Like the day she broke down in a Russian grocery store.

"We had nothing in the stores. There would be a store probably as big as Food Lion and there was only a little counter selling bread and another little counter selling rotten tomatoes. I kid you not," she said. "So somehow, I went to Great Britain on a field trip and I saw that they had everything in the stores. It was a luxury we were not used to.

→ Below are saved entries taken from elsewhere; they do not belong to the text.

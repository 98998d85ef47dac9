use chrono::{Datelike, NaiveDate};

use crate::sheet::Cell;

/// Date layouts a bank export can declare. Everything normalizes to ISO.
#[derive(Debug, Clone, Copy, PartialEq, Eq)]
pub enum DateFormat {
    Ymd,
    Dmy,
    DmyDotted,
    Mdy,
}

impl DateFormat {
    pub fn as_str(&self) -> &'static str {
        match self {
            Self::Ymd => "YYYY-MM-DD",
            Self::Dmy => "DD/MM/YYYY",
            Self::DmyDotted => "DD.MM.YYYY",
            Self::Mdy => "MM/DD/YYYY",
        }
    }

    pub fn parse(s: &str) -> Option<Self> {
        match s {
            "YYYY-MM-DD" => Some(Self::Ymd),
            "DD/MM/YYYY" => Some(Self::Dmy),
            "DD.MM.YYYY" => Some(Self::DmyDotted),
            "MM/DD/YYYY" => Some(Self::Mdy),
            _ => None,
        }
    }

    fn pattern(&self) -> &'static str {
        match self {
            Self::Ymd => "%Y-%m-%d",
            Self::Dmy => "%d/%m/%Y",
            Self::DmyDotted => "%d.%m.%Y",
            Self::Mdy => "%m/%d/%Y",
        }
    }
}

/// Retry order when the configured format fails on a cell. Recovers from a
/// profile saved with the wrong format setting.
pub const FALLBACK_FORMATS: [DateFormat; 4] = [
    DateFormat::Mdy,
    DateFormat::Dmy,
    DateFormat::Ymd,
    DateFormat::DmyDotted,
];

// Excel serials for 2009-07-06 through 2036-11-21; anything outside is
// treated as a plain number, not a date.
const EXCEL_SERIAL_MIN: f64 = 40_000.0;
const EXCEL_SERIAL_MAX: f64 = 50_000.0;

const FREE_TEXT_YEAR_MIN: i32 = 2000;
const FREE_TEXT_YEAR_MAX: i32 = 2100;

const FREE_TEXT_PATTERNS: &[&str] = &[
    "%Y-%m-%d",
    "%Y/%m/%d",
    "%d %b %Y",
    "%b %d, %Y",
    "%d %B %Y",
    "%B %d, %Y",
];

/// Parse a raw date cell with an explicit format, falling back to an Excel
/// epoch serial and then a small set of free-text layouts. Total — returns
/// None on anything unparseable.
pub fn parse_date(raw: &str, format: DateFormat) -> Option<NaiveDate> {
    let cleaned = raw.trim();
    if cleaned.is_empty() {
        return None;
    }
    if let Ok(d) = NaiveDate::parse_from_str(cleaned, format.pattern()) {
        return Some(d);
    }
    if let Some(d) = excel_serial_date(cleaned) {
        return Some(d);
    }
    free_text_date(cleaned)
}

/// Preferred format first, then the fixed fallback order.
pub fn parse_date_any(raw: &str, preferred: DateFormat) -> Option<NaiveDate> {
    if let Some(d) = parse_date(raw, preferred) {
        return Some(d);
    }
    for fmt in FALLBACK_FORMATS {
        if let Some(d) = parse_date(raw, fmt) {
            return Some(d);
        }
    }
    None
}

fn excel_serial_date(s: &str) -> Option<NaiveDate> {
    let serial: f64 = s.parse().ok()?;
    if serial <= EXCEL_SERIAL_MIN || serial >= EXCEL_SERIAL_MAX {
        return None;
    }
    // Excel epoch is 1899-12-30 (accounting for the 1900 leap year bug)
    let base = NaiveDate::from_ymd_opt(1899, 12, 30)?;
    base.checked_add_signed(chrono::Duration::days(serial as i64))
}

fn free_text_date(s: &str) -> Option<NaiveDate> {
    for pattern in FREE_TEXT_PATTERNS {
        if let Ok(d) = NaiveDate::parse_from_str(s, pattern) {
            if d.year() > FREE_TEXT_YEAR_MIN && d.year() < FREE_TEXT_YEAR_MAX {
                return Some(d);
            }
        }
    }
    None
}

/// Parse a raw amount cell. Numbers are taken as-is; strings are stripped of
/// whitespace and everything but digits, comma, period and minus, with comma
/// normalized to a decimal point. `invert` flips the sign after parsing.
pub fn parse_amount(cell: &Cell, invert: bool) -> Option<f64> {
    let amount = match cell {
        Cell::Empty => return None,
        Cell::Number(n) => *n,
        Cell::Text(s) => {
            let cleaned: String = s
                .chars()
                .filter(|c| !c.is_whitespace())
                .filter(|c| c.is_ascii_digit() || matches!(c, ',' | '.' | '-'))
                .collect::<String>()
                .replace(',', ".");
            cleaned.parse::<f64>().ok()?
        }
    };
    Some(if invert { -amount } else { amount })
}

"So when I came back home, I went to the store to buy bread. I was standing in line and just started crying. ... It was a horrible experience, knowing what you didn't have. I will never forget the feeling of growing up with nothing. It just kills you."

Or how hard her parents had to work to ensure their family had something other than boiled potatoes to eat.

"We never went hungry," Elena said. "But I don't know where my mother would get the food -- how she would get it. You had to work really hard for things like that."

That, she says, is why she has such a deep appreciation for something as simple as bread -- a food that might be routine to many, but meant so much more to the little girl who created it alongside her grandmother.

And that is why she will continue to share her creations with the customers she comes into contact with.

"I don't know why, but I just love feeding people," Elena said. "It's something I just really enjoy doing."